Study material >>
....

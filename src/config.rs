//! Runtime configuration for the FormPoint toolkit.

use std::env;

use serde::Deserialize;

/// Application configuration resolved from `.env` and defaults.
///
/// Read once at startup; nothing here is hot-reloaded.
#[derive(Debug, Clone, Deserialize)]
pub struct Settings {
    /// Base URL of the main REST API, including the version prefix.
    pub api_base_url: String,
    /// Base URL of the payment service API.
    pub payment_base_url: String,
    /// Client key for the hosted payment checkout widget.
    pub payment_client_key: Option<String>,
    /// Access token carried over from a previous `login`, if any.
    pub access_token: Option<String>,
}

impl Settings {
    /// Load configuration from the environment with local-dev defaults.
    pub fn load() -> anyhow::Result<Self> {
        dotenvy::dotenv().ok();
        let api_base_url = env::var("FORMPOINT_API_BASE_URL")
            .unwrap_or_else(|_| "http://localhost:8080/api/v1".to_string());
        let payment_base_url = env::var("FORMPOINT_PAYMENT_API_BASE_URL")
            .unwrap_or_else(|_| "http://localhost:8081/api/v1".to_string());
        let payment_client_key = env::var("FORMPOINT_PAYMENT_CLIENT_KEY").ok();
        let access_token = env::var("FORMPOINT_ACCESS_TOKEN").ok();

        Ok(Self {
            api_base_url,
            payment_base_url,
            payment_client_key,
            access_token,
        })
    }

    /// WebSocket endpoint of the statistics broker.
    ///
    /// The broker is mounted at `/ws` on the API host, outside the
    /// versioned REST prefix.
    pub fn ws_url(&self) -> String {
        let host = self.api_base_url.trim_end_matches("/api/v1");
        let host = host
            .replacen("https://", "wss://", 1)
            .replacen("http://", "ws://", 1);
        format!("{host}/ws")
    }
}
//! DTOs mirroring the remote REST contract.
//!
//! Nullable fields stay `Option`: callers distinguish null from zero in
//! several places (e.g. `platformFee` on point logs), so nothing is
//! default-filled.

use serde::{Deserialize, Serialize};

// ===== shared enumerations =====

/// Survey lifecycle state.
#[derive(Debug, Clone, Copy, PartialEq, Eq, Serialize, Deserialize)]
#[serde(rename_all = "SCREAMING_SNAKE_CASE")]
pub enum SurveyState {
    InProcess,
    Done,
    Canceled,
}

/// Question answer mode.
#[derive(Debug, Clone, Copy, PartialEq, Eq, Serialize, Deserialize)]
#[serde(rename_all = "SCREAMING_SNAKE_CASE")]
pub enum QuestionType {
    SingleChoice,
    MultipleChoice,
    Subjective,
}

/// Board sort order.
#[derive(Debug, Clone, Copy, PartialEq, Eq, Serialize, Deserialize, clap::ValueEnum)]
#[serde(rename_all = "SCREAMING_SNAKE_CASE")]
pub enum SortType {
    Latest,
    Popular,
    DeadlineNear,
    RewardHigh,
}

impl SortType {
    /// Wire value used in query strings.
    pub fn as_str(&self) -> &'static str {
        match self {
            Self::Latest => "LATEST",
            Self::Popular => "POPULAR",
            Self::DeadlineNear => "DEADLINE_NEAR",
            Self::RewardHigh => "REWARD_HIGH",
        }
    }
}

#[derive(Debug, Clone, Copy, PartialEq, Eq, Serialize, Deserialize)]
#[serde(rename_all = "SCREAMING_SNAKE_CASE")]
pub enum Gender {
    Male,
    Female,
}

#[derive(Debug, Clone, Copy, PartialEq, Eq, Serialize, Deserialize)]
#[serde(rename_all = "SCREAMING_SNAKE_CASE")]
pub enum AgeGroup {
    Teen,
    Twenties,
    Thirties,
    Forties,
    Fifties,
    SixtyPlus,
}

#[derive(Debug, Clone, Copy, PartialEq, Eq, Serialize, Deserialize)]
#[serde(rename_all = "SCREAMING_SNAKE_CASE")]
pub enum WorkType {
    It,
    Office,
    Manufacturing,
    Service,
    Education,
    Medical,
    Creative,
    Student,
    SelfEmployed,
    Etc,
}

/// Direction of a point ledger entry.
#[derive(Debug, Clone, Copy, PartialEq, Eq, Serialize, Deserialize)]
#[serde(rename_all = "SCREAMING_SNAKE_CASE")]
pub enum PointType {
    Get,
    Use,
}

/// What a point ledger entry references.
///
/// Union of the values both services emit.
#[derive(Debug, Clone, Copy, PartialEq, Eq, Serialize, Deserialize)]
#[serde(rename_all = "SCREAMING_SNAKE_CASE")]
pub enum ReferenceType {
    Payment,
    Withdrawal,
    Survey,
    SurveyParticipate,
    SurveyCreate,
    Refund,
    Admin,
}

/// Payment/withdrawal processing state.
#[derive(Debug, Clone, Copy, PartialEq, Eq, Serialize, Deserialize)]
#[serde(rename_all = "SCREAMING_SNAKE_CASE")]
pub enum TransactionStatus {
    Pending,
    Processing,
    Confirmed,
    Completed,
    Failed,
}

// ===== pagination =====

/// Spring `Page` envelope.
///
/// The two services trim this shape differently, so the non-essential
/// fields are optional.
#[derive(Debug, Clone, PartialEq, Serialize, Deserialize)]
#[serde(rename_all = "camelCase")]
pub struct Page<T> {
    pub content: Vec<T>,
    pub total_pages: i64,
    pub total_elements: i64,
    pub first: bool,
    pub last: bool,
    #[serde(default, skip_serializing_if = "Option::is_none")]
    pub pageable: Option<PageCursor>,
    #[serde(default, skip_serializing_if = "Option::is_none")]
    pub size: Option<i64>,
    #[serde(default, skip_serializing_if = "Option::is_none")]
    pub number: Option<i64>,
    #[serde(default, skip_serializing_if = "Option::is_none")]
    pub number_of_elements: Option<i64>,
    #[serde(default, skip_serializing_if = "Option::is_none")]
    pub empty: Option<bool>,
}

#[derive(Debug, Clone, Copy, PartialEq, Eq, Serialize, Deserialize)]
#[serde(rename_all = "camelCase")]
pub struct PageCursor {
    pub page_number: i64,
    pub page_size: i64,
}

// ===== surveys =====

/// Survey card as shown on the board and home rails.
#[derive(Debug, Clone, PartialEq, Serialize, Deserialize)]
#[serde(rename_all = "camelCase")]
pub struct SurveyItem {
    pub survey_id: i64,
    pub title: String,
    pub response_cnt: i64,
    pub max_response: i64,
    pub reward: i64,
    pub created_at: String,
    pub deadline: String,
    pub state: SurveyState,
}

/// Home rail payload: a plain list of survey cards.
#[derive(Debug, Clone, PartialEq, Serialize, Deserialize)]
#[serde(rename_all = "camelCase")]
pub struct SurveyHome {
    pub survey_items: Vec<SurveyItem>,
}

#[derive(Debug, Clone, PartialEq, Eq, Serialize, Deserialize)]
pub struct Choice {
    pub number: i64,
    pub content: String,
}

#[derive(Debug, Clone, PartialEq, Eq, Serialize, Deserialize)]
pub struct Question {
    pub number: i64,
    pub content: String,
    #[serde(rename = "type")]
    pub kind: QuestionType,
    pub choices: Vec<Choice>,
}

/// Payload for commissioning a new survey.
#[derive(Debug, Clone, PartialEq, Serialize, Deserialize)]
#[serde(rename_all = "camelCase")]
pub struct CreateSurveyRequest {
    pub title: String,
    pub description: String,
    pub max_response: i64,
    pub reward: i64,
    pub deadline: String,
    pub interest_id: i64,
    pub questions: Vec<Question>,
}
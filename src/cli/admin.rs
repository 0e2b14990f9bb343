//! CLI entry-point for admin statistics.

use anyhow::Result;
use clap::{Args as ClapArgs, Subcommand};
use tracing::instrument;

use crate::{
    api::admin::{GraphInterval, PointLogQuery},
    config::Settings,
};

/// Args for the `admin` sub-command.
#[derive(Debug, Clone, ClapArgs)]
pub struct Args {
    #[command(subcommand)]
    pub action: Action,
}

#[derive(Debug, Clone, Subcommand)]
pub enum Action {
    /// Daily platform aggregates for one date (YYYY-MM-DD).
    Daily {
        #[arg(long)]
        date: String,
    },
    /// Point ledger logs with optional filters.
    Logs {
        #[arg(long)]
        user: Option<i64>,
        #[arg(long)]
        nickname: Option<String>,
        /// Point type filter: GET or USE.
        #[arg(long)]
        kind: Option<String>,
        #[arg(long, default_value_t = 0)]
        page: i64,
        #[arg(long, default_value_t = 20)]
        size: i64,
    },
    /// Aggregated dashboard series.
    Graph {
        #[arg(long, value_enum, default_value = "daily")]
        interval: GraphInterval,
    },
}

#[instrument(skip(args, settings))]
pub async fn run(args: Args, settings: Settings) -> Result<()> {
    let api = super::build_client(&settings)?;
    match args.action {
        Action::Daily { date } => super::print_json(&api.daily_statistics(&date).await?),
        Action::Logs {
            user,
            nickname,
            kind,
            page,
            size,
        } => {
            let query = PointLogQuery {
                user_id: user,
                nickname,
                point_type: kind,
                page,
                size,
            };
            super::print_json(&api.point_logs(&query).await?)
        }
        Action::Graph { interval } => super::print_json(&api.point_graph(interval).await?),
    }
}
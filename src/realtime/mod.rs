//! Live participation statistics: snapshot fetch plus broker subscription.
//!
//! A feed races one HTTP fetch against a persistent topic subscription and
//! funnels both into a single-slot state. Pushed snapshots replace the slot
//! wholesale; a fetch that resolves after the first push is discarded so a
//! stale snapshot never overwrites fresher broker data.

pub mod stomp;

use std::sync::Arc;

use futures::{SinkExt, StreamExt};
use tokio::{
    sync::{mpsc, watch},
    task::JoinHandle,
};
use tokio_tungstenite::{connect_async, tungstenite::Message};
use tracing::{debug, info, warn};

use crate::api::{types::ParticipantStatistics, ApiClient};
use self::stomp::Frame;

/// Observed state of a statistics feed, replaced wholesale on every update.
#[derive(Debug, Clone)]
pub struct FeedState {
    /// Latest snapshot, absent until either source delivers one.
    pub snapshot: Option<ParticipantStatistics>,
    /// Whether the broker subscription is currently established.
    pub connected: bool,
    /// True until the initial snapshot fetch resolves one way or the other.
    pub loading: bool,
}

enum Update {
    Fetched(ParticipantStatistics),
    FetchFailed,
    Pushed(ParticipantStatistics),
    Connected(bool),
}

/// Handle to a live statistics feed.
///
/// Closing (or dropping) the handle aborts the fetch, the subscription, and
/// the state funnel; no state change is observable afterwards.
pub struct StatisticsFeed {
    state: watch::Receiver<FeedState>,
    tasks: Vec<JoinHandle<()>>,
}

impl StatisticsFeed {
    /// Snapshot of the current feed state, marking it as seen.
    pub fn state(&mut self) -> FeedState {
        self.state.borrow_and_update().clone()
    }

    /// Wait for the next state replacement; false once the feed is closed.
    pub async fn changed(&mut self) -> bool {
        self.state.changed().await.is_ok()
    }

    /// Tear the feed down deterministically. Idempotent.
    pub fn close(&mut self) {
        for task in self.tasks.drain(..) {
            task.abort();
        }
    }
}

impl Drop for StatisticsFeed {
    fn drop(&mut self) {
        self.close();
    }
}

/// Open a live statistics feed for one survey.
pub fn open_statistics_feed(
    api: Arc<ApiClient>,
    ws_url: String,
    survey_id: i64,
) -> StatisticsFeed {
    let (state_tx, state_rx) = watch::channel(FeedState {
        snapshot: None,
        connected: false,
        loading: true,
    });
    let (update_tx, update_rx) = mpsc::unbounded_channel();

    let fetch_tx = update_tx.clone();
    let fetch_task = tokio::spawn(async move {
        match api.participant_statistics(survey_id).await {
            Ok(snapshot) => {
                let _ = fetch_tx.send(Update::Fetched(snapshot));
            }
            Err(err) => {
                warn!(%err, survey_id, "initial statistics fetch failed");
                let _ = fetch_tx.send(Update::FetchFailed);
            }
        }
    });

    let socket_task = tokio::spawn(socket_loop(ws_url, survey_id, update_tx));
    let state_task = tokio::spawn(state_loop(update_rx, state_tx));

    StatisticsFeed {
        state: state_rx,
        tasks: vec![fetch_task, socket_task, state_task],
    }
}

/// Funnel both sources into the single-slot state.
async fn state_loop(mut updates: mpsc::UnboundedReceiver<Update>, state: watch::Sender<FeedState>) {
    let mut pushed = false;
    while let Some(update) = updates.recv().await {
        state.send_modify(|current| match update {
            Update::Fetched(snapshot) => {
                current.loading = false;
                // Keep broker data if it already overtook the fetch.
                if !pushed {
                    current.snapshot = Some(snapshot);
                }
            }
            Update::FetchFailed => current.loading = false,
            Update::Pushed(snapshot) => {
                pushed = true;
                current.snapshot = Some(snapshot);
            }
            Update::Connected(connected) => current.connected = connected,
        });
    }
}

/// Own the socket: handshake, subscribe, forward decoded snapshots.
///
/// There is no reconnect policy here; a dropped connection only flips the
/// connectivity flag and the loop ends.
async fn socket_loop(ws_url: String, survey_id: i64, updates: mpsc::UnboundedSender<Update>) {
    let (stream, _) = match connect_async(ws_url.as_str()).await {
        Ok(pair) => pair,
        Err(err) => {
            warn!(%err, %ws_url, "broker connection failed");
            return;
        }
    };
    let (mut sink, mut source) = stream.split();

    if sink
        .send(Message::Text(Frame::connect("formpoint").encode()))
        .await
        .is_err()
    {
        return;
    }

    let destination = format!("/topic/survey/{survey_id}/statistics");
    while let Some(message) = source.next().await {
        let message = match message {
            Ok(message) => message,
            Err(err) => {
                warn!(%err, "broker stream error");
                break;
            }
        };
        let text = match message {
            Message::Text(text) => text,
            Message::Close(_) => break,
            _ => continue,
        };
        // Heartbeats are bare newlines, not frames.
        if text.trim_matches(|c| c == '\n' || c == '\0').is_empty() {
            continue;
        }

        let frame = match Frame::decode(&text) {
            Ok(frame) => frame,
            Err(err) => {
                debug!(%err, "skipping undecodable frame");
                continue;
            }
        };
        match frame.command.as_str() {
            "CONNECTED" => {
                info!(survey_id, "broker connected, subscribing");
                let subscribe = Frame::subscribe("0", &destination);
                if sink.send(Message::Text(subscribe.encode())).await.is_err() {
                    break;
                }
                let _ = updates.send(Update::Connected(true));
            }
            "MESSAGE" => match serde_json::from_str::<ParticipantStatistics>(&frame.body) {
                Ok(snapshot) => {
                    let _ = updates.send(Update::Pushed(snapshot));
                }
                Err(err) => warn!(%err, "undecodable statistics payload"),
            },
            "ERROR" => {
                warn!(
                    message = frame.get("message").unwrap_or(""),
                    "broker error frame"
                );
                break;
            }
            other => debug!(command = %other, "ignoring frame"),
        }
    }

    let _ = updates.send(Update::Connected(false));
}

....

Problem to solve >>
Take the first line of the material above as the start and the line that contains "let host = host" as the end. Output only that span, every line exactly as it stands.

Result for this task >>
filename src/config.rs
//! Runtime configuration for the FormPoint toolkit.

use std::env;

use serde::Deserialize;

/// Application configuration resolved from `.env` and defaults.
///
/// Read once at startup; nothing here is hot-reloaded.
#[derive(Debug, Clone, Deserialize)]
pub struct Settings {
    /// Base URL of the main REST API, including the version prefix.
    pub api_base_url: String,
    /// Base URL of the payment service API.
    pub payment_base_url: String,
    /// Client key for the hosted payment checkout widget.
    pub payment_client_key: Option<String>,
    /// Access token carried over from a previous `login`, if any.
    pub access_token: Option<String>,
}

impl Settings {
    /// Load configuration from the environment with local-dev defaults.
    pub fn load() -> anyhow::Result<Self> {
        dotenvy::dotenv().ok();
        let api_base_url = env::var("FORMPOINT_API_BASE_URL")
            .unwrap_or_else(|_| "http://localhost:8080/api/v1".to_string());
        let payment_base_url = env::var("FORMPOINT_PAYMENT_API_BASE_URL")
            .unwrap_or_else(|_| "http://localhost:8081/api/v1".to_string());
        let payment_client_key = env::var("FORMPOINT_PAYMENT_CLIENT_KEY").ok();
        let access_token = env::var("FORMPOINT_ACCESS_TOKEN").ok();

        Ok(Self {
            api_base_url,
            payment_base_url,
            payment_client_key,
            access_token,
        })
    }

    /// WebSocket endpoint of the statistics broker.
    ///
    /// The broker is mounted at `/ws` on the API host, outside the
    /// versioned REST prefix.
    pub fn ws_url(&self) -> String {
        let host = self.api_base_url.trim_end_matches("/api/v1");
        let host = host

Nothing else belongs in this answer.